* Problem details:
Give back every record exactly as written.

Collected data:
##########
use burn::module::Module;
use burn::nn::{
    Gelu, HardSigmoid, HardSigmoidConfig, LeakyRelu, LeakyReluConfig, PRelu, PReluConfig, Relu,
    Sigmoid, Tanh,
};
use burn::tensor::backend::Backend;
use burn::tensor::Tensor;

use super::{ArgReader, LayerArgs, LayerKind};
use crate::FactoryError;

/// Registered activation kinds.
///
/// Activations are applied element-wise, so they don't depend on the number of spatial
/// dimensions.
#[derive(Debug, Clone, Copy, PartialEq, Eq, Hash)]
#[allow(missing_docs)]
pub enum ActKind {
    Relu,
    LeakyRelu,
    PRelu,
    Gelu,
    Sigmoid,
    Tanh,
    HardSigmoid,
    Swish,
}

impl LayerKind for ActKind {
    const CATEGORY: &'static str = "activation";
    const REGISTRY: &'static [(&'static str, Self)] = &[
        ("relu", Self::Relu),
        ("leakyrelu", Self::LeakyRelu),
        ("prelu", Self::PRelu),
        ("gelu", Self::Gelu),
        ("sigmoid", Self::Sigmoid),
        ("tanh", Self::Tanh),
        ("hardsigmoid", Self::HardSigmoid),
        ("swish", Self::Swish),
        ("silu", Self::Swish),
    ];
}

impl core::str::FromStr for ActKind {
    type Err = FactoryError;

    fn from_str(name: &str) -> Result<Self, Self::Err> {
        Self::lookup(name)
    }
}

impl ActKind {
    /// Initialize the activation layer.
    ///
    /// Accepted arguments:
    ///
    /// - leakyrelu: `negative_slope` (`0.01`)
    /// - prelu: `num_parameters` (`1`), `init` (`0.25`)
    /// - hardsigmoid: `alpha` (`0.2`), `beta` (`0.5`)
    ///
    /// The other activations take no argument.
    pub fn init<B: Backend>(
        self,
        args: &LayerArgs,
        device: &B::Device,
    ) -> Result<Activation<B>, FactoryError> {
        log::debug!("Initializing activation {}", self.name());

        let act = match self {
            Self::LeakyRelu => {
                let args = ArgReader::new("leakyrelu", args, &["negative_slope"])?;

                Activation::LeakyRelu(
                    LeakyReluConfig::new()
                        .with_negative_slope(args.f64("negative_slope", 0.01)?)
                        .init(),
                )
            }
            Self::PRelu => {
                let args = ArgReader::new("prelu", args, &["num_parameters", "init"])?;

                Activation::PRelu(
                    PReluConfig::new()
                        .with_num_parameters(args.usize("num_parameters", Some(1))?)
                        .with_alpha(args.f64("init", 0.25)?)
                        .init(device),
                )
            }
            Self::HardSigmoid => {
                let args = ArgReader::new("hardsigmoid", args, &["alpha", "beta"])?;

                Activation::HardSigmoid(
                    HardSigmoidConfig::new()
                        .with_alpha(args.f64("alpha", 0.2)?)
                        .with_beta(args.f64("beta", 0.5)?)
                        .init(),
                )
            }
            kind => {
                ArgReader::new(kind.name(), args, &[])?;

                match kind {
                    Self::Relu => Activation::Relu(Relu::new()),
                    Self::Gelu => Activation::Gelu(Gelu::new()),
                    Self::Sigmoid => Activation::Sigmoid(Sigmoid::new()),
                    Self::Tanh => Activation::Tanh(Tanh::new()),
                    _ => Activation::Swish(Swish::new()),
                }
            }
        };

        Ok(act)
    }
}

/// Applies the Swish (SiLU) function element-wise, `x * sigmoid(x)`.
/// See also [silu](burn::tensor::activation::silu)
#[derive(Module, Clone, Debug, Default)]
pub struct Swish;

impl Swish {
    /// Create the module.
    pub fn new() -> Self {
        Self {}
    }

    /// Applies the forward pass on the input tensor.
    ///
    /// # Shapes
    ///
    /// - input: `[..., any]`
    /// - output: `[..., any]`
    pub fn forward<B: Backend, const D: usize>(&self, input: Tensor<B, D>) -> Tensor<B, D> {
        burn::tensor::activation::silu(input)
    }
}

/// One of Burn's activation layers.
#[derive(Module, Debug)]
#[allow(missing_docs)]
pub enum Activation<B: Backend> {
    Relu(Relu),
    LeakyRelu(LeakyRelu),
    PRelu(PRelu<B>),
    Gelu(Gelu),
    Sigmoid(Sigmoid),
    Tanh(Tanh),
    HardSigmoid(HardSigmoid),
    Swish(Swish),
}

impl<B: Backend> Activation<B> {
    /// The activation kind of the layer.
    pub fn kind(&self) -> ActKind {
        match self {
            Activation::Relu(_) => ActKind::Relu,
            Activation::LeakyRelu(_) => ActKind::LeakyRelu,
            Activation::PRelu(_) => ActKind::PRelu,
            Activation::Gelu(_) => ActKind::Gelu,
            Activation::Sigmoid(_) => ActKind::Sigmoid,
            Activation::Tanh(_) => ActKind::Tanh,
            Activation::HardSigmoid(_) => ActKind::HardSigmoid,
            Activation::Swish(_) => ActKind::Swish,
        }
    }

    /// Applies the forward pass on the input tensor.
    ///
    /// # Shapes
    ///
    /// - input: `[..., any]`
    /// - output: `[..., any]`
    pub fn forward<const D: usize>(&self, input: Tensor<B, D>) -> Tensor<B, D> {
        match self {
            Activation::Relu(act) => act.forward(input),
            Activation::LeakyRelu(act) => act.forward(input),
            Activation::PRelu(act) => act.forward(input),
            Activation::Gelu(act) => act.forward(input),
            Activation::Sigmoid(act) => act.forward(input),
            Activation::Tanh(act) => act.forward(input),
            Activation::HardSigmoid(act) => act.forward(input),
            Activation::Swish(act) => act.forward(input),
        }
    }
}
##########
* Solution:
use burn::module::Module;
use burn::nn::{
    Gelu, HardSigmoid, HardSigmoidConfig, LeakyRelu, LeakyReluConfig, PRelu, PReluConfig, Relu,
    Sigmoid, Tanh,
};
use burn::tensor::backend::Backend;
use burn::tensor::Tensor;

use super::{ArgReader, LayerArgs, LayerKind};
use crate::FactoryError;

/// Registered activation kinds.
///
/// Activations are applied element-wise, so they don't depend on the number of spatial
/// dimensions.
#[derive(Debug, Clone, Copy, PartialEq, Eq, Hash)]
#[allow(missing_docs)]
pub enum ActKind {
    Relu,
    LeakyRelu,
    PRelu,
    Gelu,
    Sigmoid,
    Tanh,
    HardSigmoid,
    Swish,
}

impl LayerKind for ActKind {
    const CATEGORY: &'static str = "activation";
    const REGISTRY: &'static [(&'static str, Self)] = &[
        ("relu", Self::Relu),
        ("leakyrelu", Self::LeakyRelu),
        ("prelu", Self::PRelu),
        ("gelu", Self::Gelu),
        ("sigmoid", Self::Sigmoid),
        ("tanh", Self::Tanh),
        ("hardsigmoid", Self::HardSigmoid),
        ("swish", Self::Swish),
        ("silu", Self::Swish),
    ];
}

impl core::str::FromStr for ActKind {
    type Err = FactoryError;

    fn from_str(name: &str) -> Result<Self, Self::Err> {
        Self::lookup(name)
    }
}

impl ActKind {
    /// Initialize the activation layer.
    ///
    /// Accepted arguments:
    ///
    /// - leakyrelu: `negative_slope` (`0.01`)
    /// - prelu: `num_parameters` (`1`), `init` (`0.25`)
    /// - hardsigmoid: `alpha` (`0.2`), `beta` (`0.5`)
    ///
    /// The other activations take no argument.
    pub fn init<B: Backend>(
        self,
        args: &LayerArgs,
        device: &B::Device,
    ) -> Result<Activation<B>, FactoryError> {
        log::debug!("Initializing activation {}", self.name());

        let act = match self {
            Self::LeakyRelu => {
                let args = ArgReader::new("leakyrelu", args, &["negative_slope"])?;

                Activation::LeakyRelu(
                    LeakyReluConfig::new()
                        .with_negative_slope(args.f64("negative_slope", 0.01)?)
                        .init(),
                )
            }
            Self::PRelu => {
                let args = ArgReader::new("prelu", args, &["num_parameters", "init"])?;

                Activation::PRelu(
                    PReluConfig::new()
                        .with_num_parameters(args.usize("num_parameters", Some(1))?)
                        .with_alpha(args.f64("init", 0.25)?)
                        .init(device),
                )
            }
            Self::HardSigmoid => {
                let args = ArgReader::new("hardsigmoid", args, &["alpha", "beta"])?;

                Activation::HardSigmoid(
                    HardSigmoidConfig::new()
                        .with_alpha(args.f64("alpha", 0.2)?)
                        .with_beta(args.f64("beta", 0.5)?)
                        .init(),
                )
            }
            kind => {
                ArgReader::new(kind.name(), args, &[])?;

                match kind {
                    Self::Relu => Activation::Relu(Relu::new()),
                    Self::Gelu => Activation::Gelu(Gelu::new()),
                    Self::Sigmoid => Activation::Sigmoid(Sigmoid::new()),
                    Self::Tanh => Activation::Tanh(Tanh::new()),
                    _ => Activation::Swish(Swish::new()),
                }
            }
        };

        Ok(act)
    }
}

/// Applies the Swish (SiLU) function element-wise, `x * sigmoid(x)`.
/// See also [silu](burn::tensor::activation::silu)
#[derive(Module, Clone, Debug, Default)]
pub struct Swish;

impl Swish {
    /// Create the module.
    pub fn new() -> Self {
        Self {}
    }

    /// Applies the forward pass on the input tensor.
    ///
    /// # Shapes
    ///
    /// - input: `[..., any]`
    /// - output: `[..., any]`
    pub fn forward<B: Backend, const D: usize>(&self, input: Tensor<B, D>) -> Tensor<B, D> {
        burn::tensor::activation::silu(input)
    }
}

/// One of Burn's activation layers.
#[derive(Module, Debug)]
#[allow(missing_docs)]
pub enum Activation<B: Backend> {
    Relu(Relu),
    LeakyRelu(LeakyRelu),
    PRelu(PRelu<B>),
    Gelu(Gelu),
    Sigmoid(Sigmoid),
    Tanh(Tanh),
    HardSigmoid(HardSigmoid),
    Swish(Swish),
}

impl<B: Backend> Activation<B> {
    /// The activation kind of the layer.
    pub fn kind(&self) -> ActKind {
        match self {
            Activation::Relu(_) => ActKind::Relu,
            Activation::LeakyRelu(_) => ActKind::LeakyRelu,
            Activation::PRelu(_) => ActKind::PRelu,
            Activation::Gelu(_) => ActKind::Gelu,
            Activation::Sigmoid(_) => ActKind::Sigmoid,
            Activation::Tanh(_) => ActKind::Tanh,
            Activation::HardSigmoid(_) => ActKind::HardSigmoid,
            Activation::Swish(_) => ActKind::Swish,
        }
    }

    /// Applies the forward pass on the input tensor.
    ///
    /// # Shapes
    ///
    /// - input: `[..., any]`
    /// - output: `[..., any]`
    pub fn forward<const D: usize>(&self, input: Tensor<B, D>) -> Tensor<B, D> {
        match self {
            Activation::Relu(act) => act.forward(input),
            Activation::LeakyRelu(act) => act.forward(input),
            Activation::PRelu(act) => act.forward(input),
            Activation::Gelu(act) => act.forward(input),
            Activation::Sigmoid(act) => act.forward(input),
            Activation::Tanh(act) => act.forward(input),
            Activation::HardSigmoid(act) => act.forward(input),
            Activation::Swish(act) => act.forward(input),
        }
    }
}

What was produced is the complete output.